EXERCISE PROMPT: Please write out each entry below exactly as given.

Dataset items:
▬▬▬▬▬▬

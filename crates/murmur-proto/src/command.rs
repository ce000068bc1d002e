//! Outbound wire commands.
//!
//! [`Command`] is what the core asks the engine to send. [`Command::to_lines`]
//! produces the wire lines without terminators; the transport appends CRLF.

use crate::{Identity, IrcName, ctcp};

/// Maximum line length in bytes, excluding the CRLF terminator.
pub const MAX_LINE_LEN: usize = 510;

/// An outbound request to the protocol engine.
#[derive(Debug, Clone, PartialEq, Eq)]
pub enum Command {
    /// Register with `NICK` and `USER`.
    Register(Identity),

    /// Join a channel.
    Join {
        /// Channel to join.
        channel: IrcName,
        /// Channel key. `None` if the channel has none.
        key: Option<Vec<u8>>,
    },

    /// Send a line verbatim.
    Raw(Vec<u8>),

    /// `PRIVMSG` to a channel or nick.
    Message {
        /// Channel or nick.
        target: IrcName,
        /// Message body.
        text: Vec<u8>,
    },

    /// CTCP ACTION to a channel or nick.
    Action {
        /// Channel or nick.
        target: IrcName,
        /// Action body.
        text: Vec<u8>,
    },

    /// Reply to a server `PING`.
    Pong(Vec<u8>),

    /// Leave the network.
    Quit {
        /// Quit message. `None` sends a bare `QUIT`.
        reason: Option<Vec<u8>>,
    },
}

impl Command {
    /// Wire lines for this command, without CRLF.
    ///
    /// Line terminators and NUL inside parameters are removed so a parameter
    /// can never smuggle a second command. Message and action bodies too long
    /// for one line are split over several `PRIVMSG` lines, never inside a
    /// UTF-8 sequence, and every action chunk is a complete CTCP frame. Any
    /// other line is truncated to [`MAX_LINE_LEN`].
    pub fn to_lines(&self) -> Vec<Vec<u8>> {
        let lines = match self {
            Self::Register(identity) => vec![
                line(b"NICK", &[identity.nickname.as_bytes()], None),
                line(
                    b"USER",
                    &[identity.username.as_bytes(), b"0".as_slice(), b"*".as_slice()],
                    Some(identity.realname.as_bytes()),
                ),
            ],
            Self::Join { channel, key } => {
                let mut params = vec![channel.as_bytes()];
                if let Some(key) = key {
                    params.push(key);
                }
                vec![line(b"JOIN", &params, None)]
            },
            Self::Raw(raw) => {
                let end = raw.iter().position(|b| is_forbidden(*b)).unwrap_or(raw.len());
                vec![raw[..end].to_vec()]
            },
            Self::Message { target, text } => privmsg_lines(target, text, 0)
                .into_iter()
                .map(|chunk| line(b"PRIVMSG", &[target.as_bytes()], Some(chunk)))
                .collect(),
            Self::Action { target, text } => privmsg_lines(target, text, ctcp::ACTION_OVERHEAD)
                .into_iter()
                .map(|chunk| line(b"PRIVMSG", &[target.as_bytes()], Some(&ctcp::wrap_action(chunk))))
                .collect(),
            Self::Pong(token) => vec![line(b"PONG", &[], Some(token))],
            Self::Quit { reason } => vec![line(b"QUIT", &[], reason.as_deref())],
        };

        lines
            .into_iter()
            .map(|mut l| {
                l.truncate(MAX_LINE_LEN);
                l
            })
            .collect()
    }
}

/// Body chunks of a `PRIVMSG` to `target`, each fitting one line once
/// `overhead` framing bytes are added.
fn privmsg_lines<'a>(target: &IrcName, text: &'a [u8], overhead: usize) -> Vec<&'a [u8]> {
    // "PRIVMSG <target> :"
    let head = b"PRIVMSG".len() + 1 + target.as_bytes().len() + 2;
    let budget = MAX_LINE_LEN.saturating_sub(head + overhead);
    split_body(text, budget)
}

/// Split `body` into chunks of at most `budget` bytes, backing off so no
/// chunk starts on a UTF-8 continuation byte. Forbidden bytes are counted
/// as if present; `line` drops them later, which only shortens a chunk.
fn split_body(mut body: &[u8], budget: usize) -> Vec<&[u8]> {
    const MIN_CHUNK: usize = 4;

    let budget = budget.max(MIN_CHUNK);
    let mut chunks = Vec::new();

    while body.len() > budget {
        let mut at = budget;
        while at > 0 && is_continuation(body[at]) {
            at -= 1;
        }
        if at == 0 {
            at = budget;
        }
        let (chunk, rest) = body.split_at(at);
        chunks.push(chunk);
        body = rest;
    }

    chunks.push(body);
    chunks
}

fn is_continuation(b: u8) -> bool {
    b & 0xC0 == 0x80
}

fn is_forbidden(b: u8) -> bool {
    matches!(b, b'\r' | b'\n' | 0)
}

fn push_clean(out: &mut Vec<u8>, bytes: &[u8]) {
    out.extend(bytes.iter().copied().filter(|b| !is_forbidden(*b)));
}

fn line(verb: &[u8], middle: &[&[u8]], trailing: Option<&[u8]>) -> Vec<u8> {
    let mut out = verb.to_vec();
    for param in middle {
        out.push(b' ');
        push_clean(&mut out, param);
    }
    if let Some(trailing) = trailing {
        out.extend_from_slice(b" :");
        push_clean(&mut out, trailing);
    }
    out
}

▬▬▬▬▬▬

OUTPUT FOR THIS EXERCISE:
filename crates/murmur-proto/src/command.rs
repository ce000068bc1d002e
//! Outbound wire commands.
//!
//! [`Command`] is what the core asks the engine to send. [`Command::to_lines`]
//! produces the wire lines without terminators; the transport appends CRLF.

use crate::{Identity, IrcName, ctcp};

/// Maximum line length in bytes, excluding the CRLF terminator.
pub const MAX_LINE_LEN: usize = 510;

/// An outbound request to the protocol engine.
#[derive(Debug, Clone, PartialEq, Eq)]
pub enum Command {
    /// Register with `NICK` and `USER`.
    Register(Identity),

    /// Join a channel.
    Join {
        /// Channel to join.
        channel: IrcName,
        /// Channel key. `None` if the channel has none.
        key: Option<Vec<u8>>,
    },

    /// Send a line verbatim.
    Raw(Vec<u8>),

    /// `PRIVMSG` to a channel or nick.
    Message {
        /// Channel or nick.
        target: IrcName,
        /// Message body.
        text: Vec<u8>,
    },

    /// CTCP ACTION to a channel or nick.
    Action {
        /// Channel or nick.
        target: IrcName,
        /// Action body.
        text: Vec<u8>,
    },

    /// Reply to a server `PING`.
    Pong(Vec<u8>),

    /// Leave the network.
    Quit {
        /// Quit message. `None` sends a bare `QUIT`.
        reason: Option<Vec<u8>>,
    },
}

impl Command {
    /// Wire lines for this command, without CRLF.
    ///
    /// Line terminators and NUL inside parameters are removed so a parameter
    /// can never smuggle a second command. Message and action bodies too long
    /// for one line are split over several `PRIVMSG` lines, never inside a
    /// UTF-8 sequence, and every action chunk is a complete CTCP frame. Any
    /// other line is truncated to [`MAX_LINE_LEN`].
    pub fn to_lines(&self) -> Vec<Vec<u8>> {
        let lines = match self {
            Self::Register(identity) => vec![
                line(b"NICK", &[identity.nickname.as_bytes()], None),
                line(
                    b"USER",
                    &[identity.username.as_bytes(), b"0".as_slice(), b"*".as_slice()],
                    Some(identity.realname.as_bytes()),
                ),
            ],
            Self::Join { channel, key } => {
                let mut params = vec![channel.as_bytes()];
                if let Some(key) = key {
                    params.push(key);
                }
                vec![line(b"JOIN", &params, None)]
            },
            Self::Raw(raw) => {
                let end = raw.iter().position(|b| is_forbidden(*b)).unwrap_or(raw.len());
                vec![raw[..end].to_vec()]
            },
            Self::Message { target, text } => privmsg_lines(target, text, 0)
                .into_iter()
                .map(|chunk| line(b"PRIVMSG", &[target.as_bytes()], Some(chunk)))
                .collect(),
            Self::Action { target, text } => privmsg_lines(target, text, ctcp::ACTION_OVERHEAD)
                .into_iter()
                .map(|chunk| line(b"PRIVMSG", &[target.as_bytes()], Some(&ctcp::wrap_action(chunk))))
                .collect(),
            Self::Pong(token) => vec![line(b"PONG", &[], Some(token))],
            Self::Quit { reason } => vec![line(b"QUIT", &[], reason.as_deref())],
        };

        lines
            .into_iter()
            .map(|mut l| {
                l.truncate(MAX_LINE_LEN);
                l
            })
            .collect()
    }
}

/// Body chunks of a `PRIVMSG` to `target`, each fitting one line once
/// `overhead` framing bytes are added.
fn privmsg_lines<'a>(target: &IrcName, text: &'a [u8], overhead: usize) -> Vec<&'a [u8]> {
    // "PRIVMSG <target> :"
    let head = b"PRIVMSG".len() + 1 + target.as_bytes().len() + 2;
    let budget = MAX_LINE_LEN.saturating_sub(head + overhead);
    split_body(text, budget)
}

/// Split `body` into chunks of at most `budget` bytes, backing off so no
/// chunk starts on a UTF-8 continuation byte. Forbidden bytes are counted
/// as if present; `line` drops them later, which only shortens a chunk.
fn split_body(mut body: &[u8], budget: usize) -> Vec<&[u8]> {
    const MIN_CHUNK: usize = 4;

    let budget = budget.max(MIN_CHUNK);
    let mut chunks = Vec::new();

    while body.len() > budget {
        let mut at = budget;
        while at > 0 && is_continuation(body[at]) {
            at -= 1;
        }
        if at == 0 {
            at = budget;
        }
        let (chunk, rest) = body.split_at(at);
        chunks.push(chunk);
        body = rest;
    }

    chunks.push(body);
    chunks
}

fn is_continuation(b: u8) -> bool {
    b & 0xC0 == 0x80
}

fn is_forbidden(b: u8) -> bool {
    matches!(b, b'\r' | b'\n' | 0)
}

fn push_clean(out: &mut Vec<u8>, bytes: &[u8]) {
    out.extend(bytes.iter().copied().filter(|b| !is_forbidden(*b)));
}

fn line(verb: &[u8], middle: &[&[u8]], trailing: Option<&[u8]>) -> Vec<u8> {
    let mut out = verb.to_vec();
    for param in middle {
        out.push(b' ');
        push_clean(&mut out, param);
    }
    if let Some(trailing) = trailing {
        out.extend_from_slice(b" :");
        push_clean(&mut out, trailing);
    }
    out
}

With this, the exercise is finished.